A empresa resolve investir na linha de produção. Alguns equipamentos são modernizados, outros são simplesmente trocados por unidades mais modernas. Vários profissionais são substituídos, especialmente na Gerência e no Controle de Qualidade. Edvaldo, que chega a ser cotado para sair, é mantido como contramestre, mas recebe algumas sinalizações bastante enfáticas do novo Gerente. Precisará dar resultados, e logo. Receberá o apoio que julgar necessário, mas será cobrado de uma forma muito mais próxima e clara, inclusive com planilhas de indicação de desempenho individual. A empresa está investindo muito dinheiro e quer retorno. A curto prazo.

Edvaldo parece concentrado. A definição de parâmetros de medição individual de desempenho o fará identificar eventuais focos de resistência à sua liderança, algo outrora intuitivo. Os novos equipamentos são realmente bons, modernos, o que reduzirá a necessidade de improvisações, sempre dependentes de “macetes” e “gambiarras” nocivos ao ambiente corporativo. O período de treinamento e capacitação transcorre com certa tranqüilidade, todos curiosos e ansiosos em conhecer as novas traquitanas com que trabalharão.

Mas, assim que a nova linha roda, algumas conclusões surgem. Os resultados são aceitáveis. Poderiam ser melhores, mas, dentro de um contexto de aprendizado organizacional, ainda há como tolerá-los. No entanto, a Turma Omega segue atrás das outras. Sistematicamente, seus boletins ainda são os piores de toda a Linha do Envasamento. O nível de pressão e cobrança sobre Edvaldo começa a atingir patamares extremos. Não há mais espaço para piadas. Surge o ódio. Edvaldo agora é o pária que está atravancando o êxito da Companhia. É o estorvo. É a pedra. É o obstáculo que precisa ser removido do caminho. Fala-se abertamente na contratação de um novo contramestre. Comenta-se que já se prospectam nomes no mercado. Capaz de terem inclusive iniciado, reservadamente, um processo seletivo.

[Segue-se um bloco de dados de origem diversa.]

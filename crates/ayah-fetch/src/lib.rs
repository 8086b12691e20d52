//! Client for the AlQuran.cloud verse API.
//!
//! One verse is one GET for the Arabic text and, optionally, one more for a
//! translation edition. Nothing is cached or retried.

pub mod client;
pub mod error;

pub use client::{ClientConfig, FetchOutcome, VerseClient, DEFAULT_BASE_URL, DEFAULT_TIMEOUT};
pub use error::UpstreamError;
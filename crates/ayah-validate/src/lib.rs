use ayah_model::{ReferenceError, VerseReference};
use regex::Regex;
use std::sync::LazyLock;

static REFERENCE_RE: LazyLock<Regex> =
    LazyLock::new(|| Regex::new(r"^([0-9]+):([0-9]+)$").expect("valid regex"));

/// Parse and validate a `chapter:verse` reference.
///
/// Surrounding whitespace is ignored. Arabic-Indic, Extended Arabic-Indic and
/// full-width digits (and the full-width colon) are read as their ASCII
/// equivalents. Other look-alikes such as superscripts or circled numbers are
/// format errors.
pub fn validate(input: &str) -> Result<VerseReference, ReferenceError> {
    let trimmed = input.trim();
    if trimmed.is_empty() {
        return Err(ReferenceError::Empty);
    }

    let normalized = normalize_digits(trimmed);
    let caps = REFERENCE_RE
        .captures(&normalized)
        .ok_or_else(|| ReferenceError::Format(trimmed.to_string()))?;

    let chapter = parse_number(&caps[1]);
    let verse = parse_number(&caps[2]);
    tracing::debug!(input = %trimmed, chapter, verse, "Parsed reference");

    VerseReference::new(chapter, verse)
}

/// Map the accepted non-ASCII digit forms to ASCII, leaving everything else
/// untouched for the shape check.
fn normalize_digits(input: &str) -> String {
    input.chars().map(ascii_equivalent).collect()
}

fn ascii_equivalent(c: char) -> char {
    let zero = match c {
        '\u{0660}'..='\u{0669}' => 0x0660,
        '\u{06F0}'..='\u{06F9}' => 0x06F0,
        '\u{FF10}'..='\u{FF19}' => 0xFF10,
        '\u{FF1A}' => return ':',
        other => return other,
    };
    char::from(b'0' + (c as u32 - zero) as u8)
}

/// Digits that overflow `u32` saturate, which the range check then rejects.
fn parse_number(digits: &str) -> u32 {
    digits.parse().unwrap_or(u32::MAX)
}
use ayah_fetch::UpstreamError;
use ayah_model::ReferenceError;
use ayah_render::SaveError;

/// User-facing category of a failure.
#[derive(Debug, Clone, Copy, PartialEq, Eq)]
pub enum Category {
    Input,
    Network,
    File,
    Unexpected,
}

impl Category {
    pub fn of(err: &anyhow::Error) -> Self {
        if err.downcast_ref::<ReferenceError>().is_some() {
            Self::Input
        } else if err.downcast_ref::<UpstreamError>().is_some() {
            Self::Network
        } else if err.downcast_ref::<SaveError>().is_some() {
            Self::File
        } else {
            Self::Unexpected
        }
    }

    pub fn label(self) -> &'static str {
        match self {
            Self::Input => "Input Error",
            Self::Network => "Network Error",
            Self::File => "File Error",
            Self::Unexpected => "Unexpected Error",
        }
    }

    pub fn hint(self) -> &'static str {
        match self {
            Self::Input => "Use --help for usage information.",
            Self::Network => "Please check your internet connection and try again.",
            Self::File => "Check that the output directory exists and is writable.",
            Self::Unexpected => "Please try again or report this issue.",
        }
    }
}

/// One-line message: `"{label}: {error}"`, with the context chain for
/// unexpected errors.
pub fn describe(err: &anyhow::Error) -> String {
    let category = Category::of(err);
    match category {
        Category::Unexpected => format!("{}: {err:#}", category.label()),
        _ => format!("{}: {err}", category.label()),
    }
}

/// Print a failure and its hint to stderr.
pub fn report(err: &anyhow::Error) {
    tracing::debug!(error = ?err, "Command failed");
    eprintln!("{}", describe(err));
    eprintln!("{}", Category::of(err).hint());
}
use std::fmt;
use thiserror::Error;

/// Number of chapters (surahs).
pub const CHAPTER_COUNT: u16 = 114;

/// Verse count for each chapter, indexed by `chapter - 1`.
static CHAPTER_VERSES: [u16; CHAPTER_COUNT as usize] = [
    7, 286, 200, 176, 120, 165, 206, 75, 129, 109, // 1-10
    123, 111, 43, 52, 99, 128, 111, 110, 98, 135, // 11-20
    112, 78, 118, 64, 77, 227, 93, 88, 69, 60, // 21-30
    34, 30, 73, 54, 45, 83, 182, 88, 75, 85, // 31-40
    54, 53, 89, 59, 37, 35, 38, 29, 18, 45, // 41-50
    60, 49, 62, 55, 78, 96, 29, 22, 24, 13, // 51-60
    14, 11, 11, 18, 12, 12, 30, 52, 52, 44, // 61-70
    28, 28, 20, 56, 40, 31, 50, 40, 46, 42, // 71-80
    29, 19, 36, 25, 22, 17, 19, 26, 30, 20, // 81-90
    15, 21, 11, 8, 8, 19, 5, 8, 8, 11, // 91-100
    11, 8, 3, 9, 5, 4, 7, 3, 6, 3, // 101-110
    5, 4, 5, 6, // 111-114
];

/// Read-only view over the per-chapter verse counts.
pub struct ChapterTable;

impl ChapterTable {
    /// Total verse count of `chapter`, or `None` outside 1..=114.
    pub fn verse_count(chapter: u16) -> Option<u16> {
        if chapter == 0 {
            return None;
        }
        CHAPTER_VERSES.get(usize::from(chapter) - 1).copied()
    }

    /// Iterate `(chapter, verse_count)` pairs in chapter order.
    pub fn iter() -> impl Iterator<Item = (u16, u16)> {
        CHAPTER_VERSES
            .iter()
            .enumerate()
            .map(|(i, &count)| (i as u16 + 1, count))
    }
}

/// A chapter:verse pair that is known to exist.
///
/// The only way to obtain one is through [`VerseReference::new`], which
/// checks both numbers against the [`ChapterTable`].
#[derive(Debug, Clone, Copy, PartialEq, Eq, Hash)]
pub struct VerseReference {
    chapter: u16,
    verse: u16,
}

impl VerseReference {
    /// Check `chapter` and `verse` against the chapter table.
    ///
    /// Numbers are taken as `u32` so callers can pass parsed input without
    /// truncating it first.
    pub fn new(chapter: u32, verse: u32) -> Result<Self, ReferenceError> {
        let max = u16::try_from(chapter)
            .ok()
            .and_then(ChapterTable::verse_count)
            .ok_or(ReferenceError::ChapterOutOfRange(chapter))?;

        if verse < 1 || verse > u32::from(max) {
            return Err(ReferenceError::VerseOutOfRange {
                chapter: chapter as u16,
                verse,
                max,
            });
        }

        Ok(Self {
            chapter: chapter as u16,
            verse: verse as u16,
        })
    }

    pub fn chapter(&self) -> u16 {
        self.chapter
    }

    pub fn verse(&self) -> u16 {
        self.verse
    }
}

impl fmt::Display for VerseReference {
    fn fmt(&self, f: &mut fmt::Formatter<'_>) -> fmt::Result {
        write!(f, "{}:{}", self.chapter, self.verse)
    }
}

/// Why a reference string could not become a [`VerseReference`].
#[derive(Debug, Clone, PartialEq, Eq, Error)]
pub enum ReferenceError {
    #[error("Input cannot be empty")]
    Empty,

    #[error("Invalid format '{0}'. Please use 'chapter:verse' format (e.g., '2:255', '3:10')")]
    Format(String),

    #[error("Chapter number must be between 1 and {max}. Got: {0}", max = CHAPTER_COUNT)]
    ChapterOutOfRange(u32),

    #[error("Chapter {chapter} has {max} verses. Verse number must be between 1 and {max}. Got: {verse}")]
    VerseOutOfRange { chapter: u16, verse: u32, max: u16 },
}

impl ReferenceError {
    /// The input did not have the `chapter:verse` shape.
    pub fn is_format(&self) -> bool {
        matches!(self, Self::Empty | Self::Format(_))
    }

    /// The input was well formed but named a chapter or verse that does not exist.
    pub fn is_range(&self) -> bool {
        matches!(self, Self::ChapterOutOfRange(_) | Self::VerseOutOfRange { .. })
    }
}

Edvaldo não faz mais reuniões. Está melancólico. Reativo. Pensa. Pensa, e pensa. E se sair? Sabe que tem potencial, na pior das hipóteses voltará a ser um mero Operador. Diz-se que os chineses estão investindo em linhas de produção, é possível que se interessem em importar know-how. Mesmo no mercado nacional, sabe que ainda possui certo espaço. Mas e a sensação de derrota, de fracasso? E se sair e a fábrica der um salto nos resultados, salto esse que tem plena certeza que irá acontecer? Carregará a pecha de culpado único? Receberá sozinho o fardo da responsabilidade pelos fracassos pretéritos?

Sem chegar a qualquer conclusão, Edvaldo resolve seguir estudando, buscando se aprimorar tecnicamente. Afaga sua farta barba, enquanto se perde em mais e mais divagações. Sim, com os resultados ele poderá responder a todos. Calar bocas. Silenciar críticas. Expor seus desafetos.


A sirene toca. É hora de voltar ao trabalho.